Since you have 3^(2^(2^m)) mod F_n then to get the left side is trivial and you can get quickly the right side, becuase q is small , the check is cheap. Though it is not that very-very strong check, but the two known factors could find a mismatch with probability = 1-(1e-10) which is still quite impressive. Note that we don't get the strength of 1/(q-1) or 1/znorder(Mod(3,q)) because the order is divisible by a "large" power of two, and that will be lost in the iterated squarings of a wrong residue.
ITYM (3^(2^(2^m - 1)) mod Fm) mod q = 3^(2^(2^m - 1)) mod q, since the Pépin test is just an Euler-pseudoprime test (which happens to prove rigorous in the special case of the Fm), i.e. computes 3^(2^((Fm - 1)/2)) mod Fm = 3^(2^((2^m)/2)) mod Fm. But in any event, that's a good suggestion - fiddled my code to load the final Pépin-test residue R from the savefile and for the 2 known small prime factors p=640126220763137 and q=1095981164658689 computed

R == 367500396407933 (mod p) and
R == 95971534699540 (mod q).

I then separately computed 3^(2^(2^m - 1)) mod p and q via (2^m-1) = 1073741823 iterated squarings modulo p and q, separately, and the results match, which anyone can confirm on even quite modest hardware.
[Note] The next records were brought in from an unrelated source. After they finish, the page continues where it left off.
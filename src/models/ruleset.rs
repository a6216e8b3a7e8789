//! Calendar rule set and weekly-off policy models.
//!
//! This module contains the [`CalendarRuleSet`] value describing an
//! organization's working calendar: which weekdays are off (possibly
//! alternating by week-of-month), which dates are holidays, and which dates
//! are forced working days.

use std::collections::{BTreeMap, BTreeSet};

use chrono::{NaiveDate, Weekday};
use serde::{Deserialize, Serialize};

use crate::error::{EngineError, EngineResult};

/// The weekly-off policy for a single weekday.
///
/// "Week 1" and "Week 2" partition a month into alternating 7-day blocks by
/// the parity of `ceil(day_of_month / 7)`. This matches the
/// alternate-Saturday convention of the source domain, not the ISO week
/// number.
///
/// # Example
///
/// ```
/// use attendance_engine::models::OffPolicy;
///
/// let policy = OffPolicy::Week1Only;
/// assert_eq!(format!("{:?}", policy), "Week1Only");
/// ```
#[derive(Debug, Clone, Copy, PartialEq, Eq, Hash, Serialize, Deserialize)]
#[serde(rename_all = "snake_case")]
pub enum OffPolicy {
    /// The weekday is off in every week of the month.
    BothWeeks,
    /// The weekday is off in odd 7-day blocks (days 1-7, 15-21, 29-31).
    Week1Only,
    /// The weekday is off in even 7-day blocks (days 8-14, 22-28).
    Week2Only,
    /// The weekday is never off.
    NeverOff,
}

impl Default for OffPolicy {
    fn default() -> Self {
        OffPolicy::NeverOff
    }
}

/// The weekly-off policy for all seven weekdays.
///
/// One [`OffPolicy`] entry per weekday. The default is `NeverOff` for every
/// day, which makes an all-default policy classify every date a working day.
#[derive(Debug, Clone, Copy, PartialEq, Eq, Default, Serialize, Deserialize)]
pub struct WeeklyOffPolicy {
    /// Policy for Mondays.
    #[serde(default)]
    pub monday: OffPolicy,
    /// Policy for Tuesdays.
    #[serde(default)]
    pub tuesday: OffPolicy,
    /// Policy for Wednesdays.
    #[serde(default)]
    pub wednesday: OffPolicy,
    /// Policy for Thursdays.
    #[serde(default)]
    pub thursday: OffPolicy,
    /// Policy for Fridays.
    #[serde(default)]
    pub friday: OffPolicy,
    /// Policy for Saturdays.
    #[serde(default)]
    pub saturday: OffPolicy,
    /// Policy for Sundays.
    #[serde(default)]
    pub sunday: OffPolicy,
}

impl WeeklyOffPolicy {
    /// Returns the policy configured for the given weekday.
    ///
    /// # Example
    ///
    /// ```
    /// use attendance_engine::models::{OffPolicy, WeeklyOffPolicy};
    /// use chrono::Weekday;
    ///
    /// let policy = WeeklyOffPolicy {
    ///     sunday: OffPolicy::BothWeeks,
    ///     ..WeeklyOffPolicy::default()
    /// };
    /// assert_eq!(policy.for_weekday(Weekday::Sun), OffPolicy::BothWeeks);
    /// assert_eq!(policy.for_weekday(Weekday::Mon), OffPolicy::NeverOff);
    /// ```
    pub fn for_weekday(&self, weekday: Weekday) -> OffPolicy {
        match weekday {
            Weekday::Mon => self.monday,
            Weekday::Tue => self.tuesday,
            Weekday::Wed => self.wednesday,
            Weekday::Thu => self.thursday,
            Weekday::Fri => self.friday,
            Weekday::Sat => self.saturday,
            Weekday::Sun => self.sunday,
        }
    }
}

/// A named holiday on a specific calendar date.
///
/// # Example
///
/// ```
/// use attendance_engine::models::Holiday;
/// use chrono::NaiveDate;
///
/// let holiday = Holiday {
///     date: NaiveDate::from_ymd_opt(2026, 1, 26).unwrap(),
///     name: "Republic Day".to_string(),
/// };
/// ```
#[derive(Debug, Clone, PartialEq, Eq, Serialize, Deserialize)]
pub struct Holiday {
    /// The date of the holiday.
    pub date: NaiveDate,
    /// The display name of the holiday.
    pub name: String,
}

/// Immutable per-organization calendar configuration.
///
/// Holds the weekly-off policy, the holiday list, and the explicit
/// working-day overrides (dates that would otherwise be off but are forced
/// working, such as a compensatory Saturday). The value is constructed once
/// per viewing context and passed explicitly into every computation; there
/// is no ambient or global lookup.
///
/// # Example
///
/// ```
/// use attendance_engine::models::{CalendarRuleSet, Holiday, OffPolicy, WeeklyOffPolicy};
/// use chrono::NaiveDate;
///
/// let ruleset = CalendarRuleSet::new(
///     WeeklyOffPolicy {
///         sunday: OffPolicy::BothWeeks,
///         ..WeeklyOffPolicy::default()
///     },
///     vec![Holiday {
///         date: NaiveDate::from_ymd_opt(2026, 1, 26).unwrap(),
///         name: "Republic Day".to_string(),
///     }],
///     vec![],
/// ).unwrap();
///
/// let republic_day = NaiveDate::from_ymd_opt(2026, 1, 26).unwrap();
/// assert_eq!(ruleset.holiday_name(republic_day), Some("Republic Day"));
/// ```
#[derive(Debug, Clone, PartialEq, Eq, Serialize, Deserialize)]
pub struct CalendarRuleSet {
    /// Weekly-off policy per weekday.
    weekly_off: WeeklyOffPolicy,
    /// Holiday dates with their names, keyed by exact calendar date.
    holidays: BTreeMap<NaiveDate, String>,
    /// Dates forced to be working days regardless of weekly-off policy.
    working_day_overrides: BTreeSet<NaiveDate>,
}

impl CalendarRuleSet {
    /// Creates a validated calendar rule set.
    ///
    /// A date listed both as a holiday and as a working-day override has no
    /// defined precedence and is rejected with
    /// [`EngineError::OverrideHolidayConflict`] rather than silently
    /// resolved. A date listed twice in `holidays` keeps the last name.
    ///
    /// # Arguments
    ///
    /// * `weekly_off` - The per-weekday off policy
    /// * `holidays` - The holiday list
    /// * `working_day_overrides` - Dates forced to be working days
    ///
    /// # Errors
    ///
    /// Returns [`EngineError::OverrideHolidayConflict`] when any date
    /// appears in both `holidays` and `working_day_overrides`.
    pub fn new(
        weekly_off: WeeklyOffPolicy,
        holidays: Vec<Holiday>,
        working_day_overrides: Vec<NaiveDate>,
    ) -> EngineResult<Self> {
        let holidays: BTreeMap<NaiveDate, String> =
            holidays.into_iter().map(|h| (h.date, h.name)).collect();
        let working_day_overrides: BTreeSet<NaiveDate> =
            working_day_overrides.into_iter().collect();

        if let Some(date) = working_day_overrides
            .iter()
            .find(|d| holidays.contains_key(*d))
        {
            return Err(EngineError::OverrideHolidayConflict { date: *date });
        }

        Ok(Self {
            weekly_off,
            holidays,
            working_day_overrides,
        })
    }

    /// Returns an empty rule set that classifies every date a working day.
    ///
    /// # Example
    ///
    /// ```
    /// use attendance_engine::models::CalendarRuleSet;
    /// use chrono::NaiveDate;
    ///
    /// let ruleset = CalendarRuleSet::empty();
    /// let date = NaiveDate::from_ymd_opt(2026, 1, 4).unwrap(); // a Sunday
    /// assert!(ruleset.holiday_name(date).is_none());
    /// ```
    pub fn empty() -> Self {
        Self {
            weekly_off: WeeklyOffPolicy::default(),
            holidays: BTreeMap::new(),
            working_day_overrides: BTreeSet::new(),
        }
    }

    /// Returns the holiday name for a date, if the date is a holiday.
    pub fn holiday_name(&self, date: NaiveDate) -> Option<&str> {
        self.holidays.get(&date).map(String::as_str)
    }

    /// Returns true if the date is an explicit working-day override.
    pub fn is_working_day_override(&self, date: NaiveDate) -> bool {
        self.working_day_overrides.contains(&date)
    }

    /// Returns the weekly-off policy.
    pub fn weekly_off(&self) -> &WeeklyOffPolicy {
        &self.weekly_off
    }
}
So we have quite good confidence in the result, on top of the 2 runs agreeing through ~740 Miter (as of the latest 64M-FFT run update from Ryan), and said runs being done on high-end server ssytems with ECC memory.

For F31 I will also be using the now-famous periodic whole-residue check named in honor of the above-quoted forum member. :)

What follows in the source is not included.